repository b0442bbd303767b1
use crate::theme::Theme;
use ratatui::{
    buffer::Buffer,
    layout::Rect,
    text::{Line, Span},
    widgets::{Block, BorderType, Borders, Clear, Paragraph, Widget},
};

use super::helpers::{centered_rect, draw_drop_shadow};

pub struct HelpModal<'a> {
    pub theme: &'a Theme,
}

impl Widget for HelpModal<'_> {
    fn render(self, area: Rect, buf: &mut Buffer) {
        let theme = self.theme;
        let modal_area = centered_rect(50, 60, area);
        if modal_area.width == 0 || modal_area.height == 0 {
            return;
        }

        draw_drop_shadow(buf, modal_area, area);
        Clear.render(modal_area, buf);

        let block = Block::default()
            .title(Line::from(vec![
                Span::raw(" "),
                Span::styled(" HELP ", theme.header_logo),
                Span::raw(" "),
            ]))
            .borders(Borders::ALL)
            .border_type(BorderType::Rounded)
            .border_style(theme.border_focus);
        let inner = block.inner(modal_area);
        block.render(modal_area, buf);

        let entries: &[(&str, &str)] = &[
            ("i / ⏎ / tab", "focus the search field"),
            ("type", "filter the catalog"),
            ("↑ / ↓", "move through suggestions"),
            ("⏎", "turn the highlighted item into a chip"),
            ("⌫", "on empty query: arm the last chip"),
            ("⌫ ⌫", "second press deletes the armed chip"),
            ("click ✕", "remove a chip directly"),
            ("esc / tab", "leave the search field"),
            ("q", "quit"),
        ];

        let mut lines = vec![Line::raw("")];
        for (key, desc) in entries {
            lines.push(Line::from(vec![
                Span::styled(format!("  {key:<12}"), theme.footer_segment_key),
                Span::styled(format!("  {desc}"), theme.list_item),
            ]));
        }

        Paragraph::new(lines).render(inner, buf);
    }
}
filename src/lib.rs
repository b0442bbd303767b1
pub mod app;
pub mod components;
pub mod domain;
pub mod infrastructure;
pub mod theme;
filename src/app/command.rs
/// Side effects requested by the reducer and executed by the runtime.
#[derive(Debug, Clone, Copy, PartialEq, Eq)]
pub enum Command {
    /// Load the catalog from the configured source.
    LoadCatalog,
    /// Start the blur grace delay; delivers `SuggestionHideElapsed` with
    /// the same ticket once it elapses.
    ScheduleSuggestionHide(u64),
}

•••••

TASK OBJECTIVE - The entries above are to be output exactly as they appear.

EXERCISE RESPONSE -
repository b0442bbd303767b1
use crate::theme::Theme;
use ratatui::{
    buffer::Buffer,
    layout::Rect,
    text::{Line, Span},
    widgets::{Block, BorderType, Borders, Clear, Paragraph, Widget},
};

use super::helpers::{centered_rect, draw_drop_shadow};

pub struct HelpModal<'a> {
    pub theme: &'a Theme,
}

impl Widget for HelpModal<'_> {
    fn render(self, area: Rect, buf: &mut Buffer) {
        let theme = self.theme;
        let modal_area = centered_rect(50, 60, area);
        if modal_area.width == 0 || modal_area.height == 0 {
            return;
        }

        draw_drop_shadow(buf, modal_area, area);
        Clear.render(modal_area, buf);

        let block = Block::default()
            .title(Line::from(vec![
                Span::raw(" "),
                Span::styled(" HELP ", theme.header_logo),
                Span::raw(" "),
            ]))
            .borders(Borders::ALL)
            .border_type(BorderType::Rounded)
            .border_style(theme.border_focus);
        let inner = block.inner(modal_area);
        block.render(modal_area, buf);

        let entries: &[(&str, &str)] = &[
            ("i / ⏎ / tab", "focus the search field"),
            ("type", "filter the catalog"),
            ("↑ / ↓", "move through suggestions"),
            ("⏎", "turn the highlighted item into a chip"),
            ("⌫", "on empty query: arm the last chip"),
            ("⌫ ⌫", "second press deletes the armed chip"),
            ("click ✕", "remove a chip directly"),
            ("esc / tab", "leave the search field"),
            ("q", "quit"),
        ];

        let mut lines = vec![Line::raw("")];
        for (key, desc) in entries {
            lines.push(Line::from(vec![
                Span::styled(format!("  {key:<12}"), theme.footer_segment_key),
                Span::styled(format!("  {desc}"), theme.list_item),
            ]));
        }

        Paragraph::new(lines).render(inner, buf);
    }
}
filename src/lib.rs
repository b0442bbd303767b1
pub mod app;
pub mod components;
pub mod domain;
pub mod infrastructure;
pub mod theme;
filename src/app/command.rs
/// Side effects requested by the reducer and executed by the runtime.
#[derive(Debug, Clone, Copy, PartialEq, Eq)]
pub enum Command {
    /// Load the catalog from the configured source.
    LoadCatalog,
    /// Start the blur grace delay; delivers `SuggestionHideElapsed` with
    /// the same ticket once it elapses.
    ScheduleSuggestionHide(u64),
}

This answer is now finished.